“Pulping” the Local-Food
One of Indonesia’s pulp and paper giants, Asia Pulp&Paper (APP), is planning to build a new pulp mill to supply not only pulp to paper companies within the APP Group, but also to have its own paper production. The destruction of the peat lands where several of the villages that would be affected by the construction and operations of such mill are located could result in floodings and the disruption of long-established agricultural systems. Moreover, the continuous expansion of industrial tree plantation concessions into South Sumatra’s peat lands is already leading to increased air pollution, fires and increased social negative impacts.
Back in 2012, Asia Pulp&Paper (APP), one of Indonesia’s pulp and paper giants, announced their plan to build a new pulp mill with an installed capacity of 2 million tons annually. The mill, called “PT OKI Pulp&Paper”, was to be situated in South Sumatra Province, to be precise in Air Sugihan, Ogan Komering Ilir (OKI) District. The aim was not only to supply pulp to paper companies within the APP Group, but also to build its own paper mill. PT OKI was reportedly to become the largest pulp and paper mill in Asia.
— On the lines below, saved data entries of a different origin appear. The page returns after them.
// src/templates.rs
use crate::{
    error::AppResult,
    models::{
        assignment::{Assignment, Submission},
        file::StoredFile,
        post::Post,
        user::{Role, User},
    },
    web::flash::Flash,
};
use askama::Template;
use axum::response::Html;

/// Renders a page, turning template failures into `AppError`.
pub fn render<T: Template>(template: T) -> AppResult<Html<String>> {
    Ok(Html(template.render()?))
}

/// Navigation bar state plus the flashed messages, shared by every page.
#[derive(Debug, Clone, Default)]
pub struct Nav {
    pub username: Option<String>,
    pub is_verified: bool,
    pub is_staff: bool,
    pub is_admin: bool,
    pub flashes: Vec<Flash>,
}

impl Nav {
    pub fn new(user: Option<&User>, flashes: Vec<Flash>) -> Self {
        match user {
            Some(u) => Nav {
                username: Some(u.username.clone()),
                is_verified: u.is_verified(),
                is_staff: u.is_staff(),
                is_admin: u.is_admin(),
                flashes,
            },
            None => Nav {
                flashes,
                ..Nav::default()
            },
        }
    }
}

#[derive(Template)]
#[template(path = "login.html")]
pub struct LoginPage {
    pub nav: Nav,
    pub next: String,
}

#[derive(Template)]
#[template(path = "register.html")]
pub struct RegisterPage {
    pub nav: Nav,
}

#[derive(Template)]
#[template(path = "index.html")]
pub struct IndexPage {
    pub nav: Nav,
    pub username: String,
    pub role_name: &'static str,
    pub is_verified: bool,
    pub recent_posts: Vec<Post>,
}

#[derive(Template)]
#[template(path = "board.html")]
pub struct BoardPage {
    pub nav: Nav,
    pub posts: Vec<Post>,
}

#[derive(Template)]
#[template(path = "adminboard.html")]
pub struct AdminBoardPage {
    pub nav: Nav,
    pub posts: Vec<Post>,
    pub users: Vec<User>,
}

/// Choices for the role select box.
pub struct RoleOption {
    pub id: i64,
    pub name: &'static str,
    pub selected: bool,
}

impl RoleOption {
    pub fn all(current: Role) -> Vec<RoleOption> {
        Role::ALL
            .iter()
            .map(|r| RoleOption {
                id: r.id(),
                name: r.name(),
                selected: *r == current,
            })
            .collect()
    }
}

#[derive(Template)]
#[template(path = "user.html")]
pub struct UserPage {
    pub nav: Nav,
    pub profile: User,
    pub avatar: String,
    pub posts: Vec<Post>,
    pub can_set_role: bool,
    pub role_options: Vec<RoleOption>,
}

pub struct FileRow {
    pub file: StoredFile,
    pub can_delete: bool,
}

#[derive(Template)]
#[template(path = "list.html")]
pub struct FileListPage {
    pub nav: Nav,
    pub files: Vec<FileRow>,
}

#[derive(Template)]
#[template(path = "upload.html")]
pub struct UploadPage {
    pub nav: Nav,
    pub allowed_extensions: String,
}

pub struct AssignmentRow {
    pub assignment: Assignment,
    pub overdue: bool,
}

#[derive(Template)]
#[template(path = "assignments.html")]
pub struct AssignmentsPage {
    pub nav: Nav,
    pub assignments: Vec<AssignmentRow>,
    pub can_create: bool,
}

#[derive(Template)]
#[template(path = "create_assignment.html")]
pub struct CreateAssignmentPage {
    pub nav: Nav,
}

#[derive(Template)]
#[template(path = "assignment_details.html")]
pub struct AssignmentDetailsPage {
    pub nav: Nav,
    pub assignment: Assignment,
    pub overdue: bool,
    // Author or admin: every submission with a grading form
    pub can_grade: bool,
    pub submissions: Vec<Submission>,
    // Student view
    pub own_submission: Option<Submission>,
    pub can_submit: bool,
    pub allowed_extensions: String,
}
The estimated investment needed for the pulp mill amounted to US$2.6 billion. As the new company would further build a US$500 million tissue paper mill, the total investment would stand at more than US$3 billion. Part of the funds would come from a credit investment from China Development Bank (CDB), amounting to US$1.8 billion. The credit agreement was signed by then-President Susilo Bambang Yudhoyono and Chinese President Xi Jin Ping in Jakarta during the Indonesia-China business luncheon on 3 October 2013 (1). The balance (US$839 million) to build the pulp mill would be obtained from PT OKI’s shareholders.
According to the Letter on Investment Principles Permit from Indonesia’s Investment Coordination Board (Badan Koordinasi Penanaman Modal, BKPM) Number 361/1/IP/I/PMA/2012, dated 5 June 2012, all the needed capital would come from foreign sources, namely PT Muba Green Indonesia (99%) and Green Unity Holding Pte, Ltd (1%); both based in Singapore. The total investment of IDR23 trillion would come from its own capital (IDR250 billion) and a loan (IDR22.75 trillion). The mill was estimated to employ 2,200 workers, 200 of which were female.
The BKPM’s Letter also notes that PT OKI must provide its own electricity as well as avoid sulphite/chlorine bleaching and obtain raw materials from imports or the existing industrial tree plantation concessions, (e.g. the Timber Supply Cooperation Agreement between PT OKI Pulp&Paper Mills and PT Bumi Mekar Hijau, which has held a Timber Use Permit since 2004).
In South Sumatra Province, the Sinar Mas Group, one of the largest conglomerates in Indonesia that has APP as a subsidiary, has 8 industrial tree plantation concessions, managed by its local subsidiaries, namely PT Rimba Hutani Mas (67,100 Ha), PT Sumber Hijau Permai (30,400 Ha), PT Bumi Persada Permai (60,433 Ha & 24,050 Ha), PT Tripupa Jaya (21,995 Ha), PT Sebangun Bumi Andalas (142,355 Ha), PT Bumi Mekar Hijau (250,370 Ha) and PT Bumi Andalas Permai (192,700 Ha).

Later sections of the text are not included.